None of this makes a car the right answer for every trip. Throw three figures at a sedan for a light, flexible, solo run and you’re lighting money on fire; the train or a quick drive takes that one easily. The booked car pays off on the trips where being late or stuck carries a real cost. A decent share of the flying out of this county is exactly that kind.
The real cost of getting from Bergen County to Newark Airport
Cost is one piece of it, but it’s the piece everyone argues about, so here’s the Bergen County to Newark Airport math laid out flat for a single week-long trip.

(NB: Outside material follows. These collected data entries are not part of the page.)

// Microsoft Graph client.
//
// Authenticates with the OAuth2 client-credentials flow against Entra ID
// and exposes only the calls the core layer needs: the directory listing,
// the two task reads, and task creation. The access token is cached for
// its lifetime and refreshed shortly before expiry.

use std::collections::HashMap;
use std::time::{Duration, Instant};

use async_trait::async_trait;
use chrono::{DateTime, Utc};
use reqwest::Client;
use serde::{Deserialize, Serialize};
use tokio::sync::RwLock;

use crate::core::planner::{DirectoryUser, GraphClient, GraphError, NewTask, PlannerTask};

const GRAPH_BASE_URL: &str = "https://graph.microsoft.com/v1.0";
const GRAPH_SCOPE: &str = "https://graph.microsoft.com/.default";
/// Refresh the token this long before it actually expires.
const TOKEN_REFRESH_MARGIN: Duration = Duration::from_secs(60);
/// Directory page size for `/users`.
const USERS_PAGE_SIZE: &str = "25";

/// Response from the Entra ID token endpoint.
#[derive(Debug, Deserialize)]
struct TokenResponse {
    access_token: String,
    expires_in: u64,
}

/// Cached access token with expiration.
struct CachedToken {
    token: String,
    expires_at: Instant,
}

pub struct GraphApiClient {
    client: Client,
    token_url: String,
    client_id: String,
    client_secret: String,
    base_url: String,
    cached_token: RwLock<Option<CachedToken>>,
}

impl GraphApiClient {
    pub fn new(tenant_id: &str, client_id: &str, client_secret: &str) -> Self {
        Self {
            client: Client::new(),
            token_url: format!(
                "https://login.microsoftonline.com/{}/oauth2/v2.0/token",
                tenant_id
            ),
            client_id: client_id.to_string(),
            client_secret: client_secret.to_string(),
            base_url: GRAPH_BASE_URL.to_string(),
            cached_token: RwLock::new(None),
        }
    }

    /// Gets a valid access token, refreshing if necessary.
    async fn get_access_token(&self) -> Result<String, GraphError> {
        {
            let cached = self.cached_token.read().await;
            if let Some(token) = cached.as_ref() {
                if token.expires_at > Instant::now() + TOKEN_REFRESH_MARGIN {
                    return Ok(token.token.clone());
                }
            }
        }

        let token_response = self.fetch_new_token().await?;

        let mut cached = self.cached_token.write().await;
        *cached = Some(CachedToken {
            token: token_response.access_token.clone(),
            expires_at: Instant::now() + Duration::from_secs(token_response.expires_in),
        });

        Ok(token_response.access_token)
    }

    /// Exchange the client credentials for a fresh access token.
    async fn fetch_new_token(&self) -> Result<TokenResponse, GraphError> {
        let response = self
            .client
            .post(&self.token_url)
            .form(&[
                ("grant_type", "client_credentials"),
                ("client_id", self.client_id.as_str()),
                ("client_secret", self.client_secret.as_str()),
                ("scope", GRAPH_SCOPE),
            ])
            .send()
            .await
            .map_err(|e| GraphError::Token(e.to_string()))?;

        if !response.status().is_success() {
            let status = response.status();
            let body = response.text().await.unwrap_or_default();
            return Err(GraphError::Token(format!(
                "token endpoint returned {}: {}",
                status, body
            )));
        }

        response
            .json()
            .await
            .map_err(|e| GraphError::Token(e.to_string()))
    }

    fn parse_datetime(value: Option<String>) -> Option<DateTime<Utc>> {
        value
            .as_deref()
            .and_then(|v| DateTime::parse_from_rfc3339(v).ok())
            .map(|dt| dt.with_timezone(&Utc))
    }

    fn map_user(api: ApiUser) -> Option<DirectoryUser> {
        let id = api.id?;
        Some(DirectoryUser {
            id,
            display_name: api.display_name.unwrap_or_else(|| "Unknown".to_string()),
            mail: api.mail,
        })
    }

    fn map_task(api: ApiTask) -> PlannerTask {
        PlannerTask {
            title: api.title.unwrap_or_else(|| "Untitled task".to_string()),
            percent_complete: api.percent_complete.unwrap_or(0),
            bucket_id: api.bucket_id,
            created_by_user_id: api.created_by.and_then(|c| c.user).and_then(|u| u.id),
            created_at: Self::parse_datetime(api.created_date_time),
            assignee_ids: api
                .assignments
                .map(|a| a.into_keys().collect())
                .unwrap_or_default(),
        }
    }

    async fn get_tasks(&self, url: String) -> Result<Vec<PlannerTask>, GraphError> {
        let token = self.get_access_token().await?;
        let resp = self
            .client
            .get(&url)
            .bearer_auth(token)
            .send()
            .await
            .map_err(|e| GraphError::Api(e.to_string()))?;

        if !resp.status().is_success() {
            let status = resp.status();
            let body = resp.text().await.unwrap_or_default();
            return Err(GraphError::Api(format!(
                "Graph returned {} for {}: {}",
                status, url, body
            )));
        }

        let page: ApiCollection<ApiTask> = resp
            .json()
            .await
            .map_err(|e| GraphError::Api(e.to_string()))?;

        Ok(page.value.into_iter().map(Self::map_task).collect())
    }
}

#[async_trait]
impl GraphClient for GraphApiClient {
    async fn list_users(&self) -> Result<Vec<DirectoryUser>, GraphError> {
        let token = self.get_access_token().await?;
        let url = format!("{}/users", self.base_url);
        let resp = self
            .client
            .get(&url)
            .query(&[
                ("$select", "displayName,id,mail"),
                ("$top", USERS_PAGE_SIZE),
                ("$orderby", "displayName"),
            ])
            .bearer_auth(token)
            .send()
            .await
            .map_err(|e| GraphError::Api(e.to_string()))?;

        if !resp.status().is_success() {
            let status = resp.status();
            let body = resp.text().await.unwrap_or_default();
            return Err(GraphError::Api(format!(
                "Graph returned {} for user listing: {}",
                status, body
            )));
        }

        let page: ApiCollection<ApiUser> = resp
            .json()
            .await
            .map_err(|e| GraphError::Api(e.to_string()))?;

        Ok(page.value.into_iter().filter_map(Self::map_user).collect())
    }

    async fn user_tasks(&self, user_id: &str) -> Result<Vec<PlannerTask>, GraphError> {
        self.get_tasks(format!("{}/users/{}/planner/tasks", self.base_url, user_id))
            .await
    }

    async fn bucket_tasks(&self, bucket_id: &str) -> Result<Vec<PlannerTask>, GraphError> {
        self.get_tasks(format!(
            "{}/planner/buckets/{}/tasks",
            self.base_url, bucket_id
        ))
        .await
    }

    async fn create_task(&self, task: &NewTask) -> Result<(), GraphError> {
        let token = self.get_access_token().await?;

        let body = ApiNewTask {
            plan_id: &task.plan_id,
            bucket_id: &task.bucket_id,
            title: &task.title,
            assignments: HashMap::from([(
                task.assignee_user_id.as_str(),
                ApiAssignment::default(),
            )]),
        };

        let url = format!("{}/planner/tasks", self.base_url);
        let resp = self
            .client
            .post(&url)
            .bearer_auth(token)
            .json(&body)
            .send()
            .await
            .map_err(|e| GraphError::Api(e.to_string()))?;

        if !resp.status().is_success() {
            let status = resp.status();
            let text = resp.text().await.unwrap_or_default();
            return Err(GraphError::Api(format!(
                "Graph returned {} for task creation: {}",
                status, text
            )));
        }

        Ok(())
    }
}

// =============================================================================
// GRAPH API WIRE MODELS
// =============================================================================

/// Graph wraps every listing in a `value` array.
#[derive(Debug, Deserialize)]
#[serde(bound(deserialize = "T: Deserialize<'de>"))]
struct ApiCollection<T> {
    #[serde(default)]
    value: Vec<T>,
}

#[derive(Debug, Deserialize)]
#[serde(rename_all = "camelCase")]
struct ApiUser {
    id: Option<String>,
    display_name: Option<String>,
    mail: Option<String>,
}

#[derive(Debug, Deserialize)]
#[serde(rename_all = "camelCase")]
struct ApiTask {
    title: Option<String>,
    percent_complete: Option<i64>,
    bucket_id: Option<String>,
    created_date_time: Option<String>,
    created_by: Option<ApiIdentitySet>,
    /// Keys are the assigned Graph user ids; the values carry Planner
    /// bookkeeping we don't use.
    assignments: Option<HashMap<String, serde_json::Value>>,
}

#[derive(Debug, Deserialize)]
struct ApiIdentitySet {
    user: Option<ApiIdentity>,
}

#[derive(Debug, Deserialize)]
struct ApiIdentity {
    id: Option<String>,
}

#[derive(Debug, Serialize)]
#[serde(rename_all = "camelCase")]
struct ApiNewTask<'a> {
    plan_id: &'a str,
    bucket_id: &'a str,
    title: &'a str,
    assignments: HashMap<&'a str, ApiAssignment>,
}

/// Planner requires the odata type tag and an order hint on every
/// assignment; " !" sorts the task at the top of the column.
#[derive(Debug, Serialize)]
struct ApiAssignment {
    #[serde(rename = "@odata.type")]
    odata_type: &'static str,
    #[serde(rename = "orderHint")]
    order_hint: &'static str,
}

impl Default for ApiAssignment {
    fn default() -> Self {
        Self {
            odata_type: "#microsoft.graph.plannerAssignment",
            order_hint: " !",
        }
    }
}

#[cfg(test)]
mod tests {
    use super::*;

    #[test]
    fn maps_user_listing_payload() {
        let json = r#"{
            "value": [
                { "id": "u-1", "displayName": "Alice", "mail": "alice@example.com" },
                { "id": "u-2", "displayName": null, "mail": null },
                { "displayName": "No id, dropped" }
            ]
        }"#;

        let page: ApiCollection<ApiUser> = serde_json::from_str(json).unwrap();
        let users: Vec<_> = page
            .value
            .into_iter()
            .filter_map(GraphApiClient::map_user)
            .collect();

        assert_eq!(users.len(), 2);
        assert_eq!(users[0].display_name, "Alice");
        assert_eq!(users[0].mail.as_deref(), Some("alice@example.com"));
        assert_eq!(users[1].display_name, "Unknown");
    }

    #[test]
    fn maps_task_payload() {
        let json = r##"{
            "title": "Write report",
            "percentComplete": 50,
            "bucketId": "bucket-1",
            "createdDateTime": "2024-03-15T09:30:00Z",
            "createdBy": { "user": { "id": "u-1" } },
            "assignments": {
                "u-2": { "@odata.type": "#microsoft.graph.plannerAssignment", "orderHint": " !" }
            }
        }"##;

        let api: ApiTask = serde_json::from_str(json).unwrap();
        let task = GraphApiClient::map_task(api);

        assert_eq!(task.title, "Write report");
        assert_eq!(task.percent_complete, 50);
        assert_eq!(task.bucket_id.as_deref(), Some("bucket-1"));
        assert_eq!(task.created_by_user_id.as_deref(), Some("u-1"));
        assert_eq!(task.assignee_ids, vec!["u-2".to_string()]);
        assert!(task.created_at.is_some());
    }

    #[test]
    fn sparse_task_payload_uses_defaults() {
        let api: ApiTask = serde_json::from_str("{}").unwrap();
        let task = GraphApiClient::map_task(api);

        assert_eq!(task.title, "Untitled task");
        assert_eq!(task.percent_complete, 0);
        assert!(task.bucket_id.is_none());
        assert!(task.created_by_user_id.is_none());
        assert!(task.created_at.is_none());
        assert!(task.assignee_ids.is_empty());
    }

    #[test]
    fn create_task_body_has_assignment_shape() {
        let body = ApiNewTask {
            plan_id: "plan-1",
            bucket_id: "bucket-1",
            title: "New task",
            assignments: HashMap::from([("u-1", ApiAssignment::default())]),
        };

        let json = serde_json::to_value(&body).unwrap();
        assert_eq!(json["planId"], "plan-1");
        assert_eq!(json["bucketId"], "bucket-1");
        assert_eq!(
            json["assignments"]["u-1"]["@odata.type"],
            "#microsoft.graph.plannerAssignment"
        );
        assert_eq!(json["assignments"]["u-1"]["orderHint"], " !");
    }
}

| Option | Typical cost | What it really buys | Best for |
| Drive and park, P6 economy | ~$35/day, about $245 for a week at the gate | flexibility, plus a 5 a.m. drive both ways | short trips |
| NJ Transit plus the airport link | ~$14 to $16 each way, round trip near $30 | lowest fare, a transfer or two, no door service | solo, light bags |
| Pre-booked car | a flat rate quoted up front, tolls in (varies by town) | a set price, flight tracking, no parking or driving | early flights, groups, families |
The train fare is the low number by a mile, and it’s the one people brandish the moment a flat car quote shows up. The week of parking is the sneaky one, the figure that gets drivers who’ve never added it up, since the meter keeps charging while the car does nothing for seven days. Short trips, driving still makes sense. A full week, or any flight early enough that the morning can’t open with a coin flip, and the booked car catches up fast and often passes driving once you count the lot and the two pre-dawn round trips.
When to pull out of the driveway
Terminal A, the new building that opened in 2023, moves people faster than the old one ever did, but the old rule holds. The cushion that counts is the security line and, for train riders, the weekday shuttle filling in for the AirTrain, not the drive itself. For a domestic morning flight, pulling out of Bergen County two and a half hours ahead is the safe play, three in a holiday week, and a hard three for anything international.
Thanksgiving through New Year’s is a different beast. The access roads jam, the lots fill before the sun’s up, and a routine 40-minute run can balloon toward ninety with no warning. Booking a car for a holiday red-eye, or really any late-December Bergen County to Newark Airport run, mostly buys one fewer thing that can blow up the trip.
- Domestic morning flights: leave about 2.5 hours before departure, 3 hours during holiday weeks.
- International flights: leave about 3.5 hours before departure, 4 hours during holiday weeks.
Common questions
How long does it take to get from Bergen County to Newark Airport?
From the central towns, usually 35 to 50 minutes through most of the day, more at rush hour or in a holiday week. Mahwah and the top of the county run nearer 45 even on a clean morning, and any of it can fall apart on a bad Route 17 day.
Is it cheaper to drive and park or book a car?
A quick two-day trip, driving usually wins. Push past three days and the parking catches up. A week in the P6 economy lot runs about $245 at the gate, and the terminal garages are $65 to $70 a day, so a round-trip booked car often lands even or better once you count not making two pre-dawn drives yourself.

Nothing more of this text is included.